RouteText

Description:

Routes textual data based on a set of user-defined rules. Each line in an incoming FlowFile is compared against the values specified by user-defined Properties. The mechanism by which the text is compared to these user-defined properties is defined by the 'Matching Strategy'. The data is then routed according to these rules, routing each line of the text individually.

Tags:

attributes, routing, text, regexp, regex, Regular Expression, Expression Language, csv, filter, logs, delimited, find, string, search, filter, detect

Properties:

In the list below, the names of required properties appear in bold. Any other properties (not in bold) are considered optional. The table also indicates any default values.

Display NameAPI NameDefault ValueAllowable ValuesDescription
Routing StrategyRouting StrategyRoute to each matching Property Name
  • Route to each matching Property Name Lines will be routed to each relationship whose corresponding expression evaluates to 'true'
  • Route to 'matched' if line matches all conditions Requires that all user-defined expressions evaluate to 'true' for the line to be considered a match
  • Route to 'matched' if lines matches any condition Requires that at least one user-defined expression evaluate to 'true' for the line to be considered a match
Specifies how to determine which Relationship(s) to use when evaluating the lines of incoming text against the 'Matching Strategy' and user-defined properties.
Matching StrategyMatching Strategy
  • Satisfies Expression Match lines based on whether or not the the text satisfies the given Expression Language expression. I.e., the line will match if the property value, evaluated as an Expression, returns true. The expression is able to reference FlowFile Attributes, as well as the variables 'line' (which is the text of the line to evaluate) and 'lineNo' (which is the line number being evaluated. This will be 1 for the first line, 2 for the second and so on).
  • Starts With Match lines based on whether the line starts with the property value
  • Ends With Match lines based on whether the line ends with the property value
  • Contains Match lines based on whether the line contains the property value
  • Equals Match lines based on whether the line equals the property value
  • Matches Regular Expression Match lines based on whether the line exactly matches the Regular Expression that is provided as the Property value
  • Contains Regular Expression Match lines based on whether the line contains some text that matches the Regular Expression that is provided as the Property value
Specifies how to evaluate each line of incoming text against the user-defined properties.
Character SetCharacter SetUTF-8The Character Set in which the incoming text is encoded
Ignore Leading/Trailing WhitespaceIgnore Leading/Trailing WhitespacetrueIndicates whether or not the whitespace at the beginning and end of the lines should be ignored when evaluating the line.
Ignore CaseIgnore Casefalse
  • true
  • false
If true, capitalization will not be taken into account when comparing values.

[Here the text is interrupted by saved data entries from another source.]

//! Input and output channels: endpoint wrappers for feeding spikes into a
//! network and observing the spikes it emits.
//!
//! A channel owns its endpoint outright and is addressed by that endpoint's
//! uid. Wire an input channel to an input projection with
//! [`Backend::subscribe_spikes`](crate::backend::Backend::subscribe_spikes);
//! an output channel subscribes itself to the populations it watches.

use crate::endpoint::MessageEndpoint;
use crate::message::{MessageHeader, MessageKind, SpikeMessage};
use crate::transport::TransportError;
use crate::uid::Uid;

/// Feeds externally generated spikes into the network under the channel's
/// own sender uid.
pub struct InputChannel {
    endpoint: MessageEndpoint,
}

impl InputChannel {
    pub fn new(endpoint: MessageEndpoint) -> Self {
        InputChannel { endpoint }
    }

    /// The uid input projections subscribe to.
    pub fn uid(&self) -> Uid {
        self.endpoint.uid()
    }

    /// Emit one spike message for the given step.
    pub fn send(&mut self, neuron_indexes: Vec<u32>, step: u64) -> Result<(), TransportError> {
        self.endpoint.send(SpikeMessage {
            header: MessageHeader {
                sender: self.uid(),
                step,
            },
            neuron_indexes,
        })
    }
}

/// Watches the spike output of selected populations.
pub struct OutputChannel {
    endpoint: MessageEndpoint,
}

impl OutputChannel {
    /// Subscribe to spikes from every population in `sources`.
    pub fn new(mut endpoint: MessageEndpoint, sources: impl IntoIterator<Item = Uid>) -> Self {
        let receiver = endpoint.uid();
        endpoint.subscribe(MessageKind::Spike, receiver, sources);
        OutputChannel { endpoint }
    }

    pub fn uid(&self) -> Uid {
        self.endpoint.uid()
    }

    /// Pump the endpoint and return every spike message delivered since the
    /// last read.
    pub fn read(&mut self) -> Result<Vec<SpikeMessage>, TransportError> {
        self.endpoint.receive_all_messages()?;
        let receiver = self.endpoint.uid();
        Ok(self.endpoint.unload_spikes(receiver))
    }
}

#[cfg(test)]
mod tests {
    use super::*;
    use crate::bus::MessageBus;

    #[test]
    fn channels_pass_spikes_through_the_bus() {
        let mut bus = MessageBus::local();
        let mut input = InputChannel::new(bus.create_endpoint().unwrap());
        let mut output = OutputChannel::new(bus.create_endpoint().unwrap(), [input.uid()]);

        input.send(vec![0, 2], 7).unwrap();
        assert!(output.read().unwrap().is_empty());

        bus.route_messages().unwrap();
        let spikes = output.read().unwrap();
        assert_eq!(spikes.len(), 1);
        assert_eq!(spikes[0].header.sender, input.uid());
        assert_eq!(spikes[0].header.step, 7);
        assert_eq!(spikes[0].neuron_indexes, vec![0, 2]);
    }

    #[test]
    fn output_channel_ignores_unsubscribed_sources() {
        let mut bus = MessageBus::local();
        let mut wanted = InputChannel::new(bus.create_endpoint().unwrap());
        let mut unwanted = InputChannel::new(bus.create_endpoint().unwrap());
        let mut output = OutputChannel::new(bus.create_endpoint().unwrap(), [wanted.uid()]);

        wanted.send(vec![1], 0).unwrap();
        unwanted.send(vec![2], 0).unwrap();
        bus.route_messages().unwrap();

        let spikes = output.read().unwrap();
        assert_eq!(spikes.len(), 1);
        assert_eq!(spikes[0].header.sender, wanted.uid());
    }
}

E.g., matching against 'HELLO' or 'hello' will have the same result. This property is ignored if the 'Matching Strategy' is set to 'Satisfies Expression'.
Grouping Regular ExpressionGrouping Regular ExpressionSpecifies a Regular Expression to evaluate against each line to determine which Group the line should be placed in. The Regular Expression must have at least one Capturing Group that defines the line's Group. If multiple Capturing Groups exist in the Regular Expression, the values from all Capturing Groups will be concatenated together. Two lines will not be placed into the same FlowFile unless they both have the same value for the Group (or neither line matches the Regular Expression). For example, to group together all lines in a CSV File by the first column, we can set this value to "(.*?),.*". Two lines that have the same Group but different Relationships will never be placed into the same FlowFile.

Dynamic Properties:

Supports Sensitive Dynamic Properties: No

Dynamic Properties allow the user to specify both the name and value of a property.

NameValueDescription
Relationship Namevalue to match againstRoutes data that matches the value specified in the Dynamic Property Value to the Relationship specified in the Dynamic Property Key.
Supports Expression Language: true (will be evaluated using flow file attributes and Environment variables)

Relationships:

NameDescription
originalThe original input file will be routed to this destination when the lines have been successfully routed to 1 or more relationships
unmatchedData that does not satisfy the required user-defined rules will be routed to this Relationship

Dynamic Relationships:

A Dynamic Relationship may be created based on how the user configures the Processor.

NameDescription
Name from Dynamic PropertyFlowFiles that match the Dynamic Property's value

Reads Attributes:

None specified.

Writes Attributes:

NameDescription
RouteText.RouteThe name of the relationship to which the FlowFile was routed.
RouteText.GroupThe value captured by all capturing groups in the 'Grouping Regular Expression' property. If this property is not set or contains no capturing groups, this attribute will not be added.

State management:

This component does not store state.

Restricted:

This component is not restricted.

Input requirement:

This component requires an incoming relationship.

Example Use Cases:

Use Case:

Drop blank or empty lines from the FlowFile's content.

Keywords:

filter, drop, empty, blank, remove, delete, strip out, lines, text

Configuration:

"Routing Strategy" = "Route to each matching Property Name"

"Matching Strategy" = "Matches Regular Expression"

"Empty Line" = "^$"

Auto-terminate the "Empty Line" relationship.

Connect the "unmatched" relationship to the next processor in your flow.



Use Case:

Remove specific lines of text from a file, such as those containing a specific word or having a line length over some threshold.

Keywords:

filter, drop, empty, blank, remove, delete, strip out, lines, text, expression language

Configuration:

"Routing Strategy" = "Route to each matching Property Name"

"Matching Strategy" = "Satisfies Expression"

An additional property should be added named "Filter Out." The value should be a NiFi Expression Language Expression that can refer to two variables (in addition to FlowFile attributes): line, which is the line of text being evaluated; and lineNo, which is the line number in the file (starting with 1). The Expression should return true for any line that should be dropped.

For example, to remove any line that starts with a # symbol, we can set "Filter Out" to ${line:startsWith("#")}.

We could also remove the first 2 lines of text by setting "Filter Out" to ${lineNo:le(2)}. Note that we use the le function because we want lines numbers less than or equal to 2, since the line index is 1-based.

Auto-terminate the "Filter Out" relationship.

Connect the "unmatched" relationship to the next processor in your flow.



System Resource Considerations:

None specified.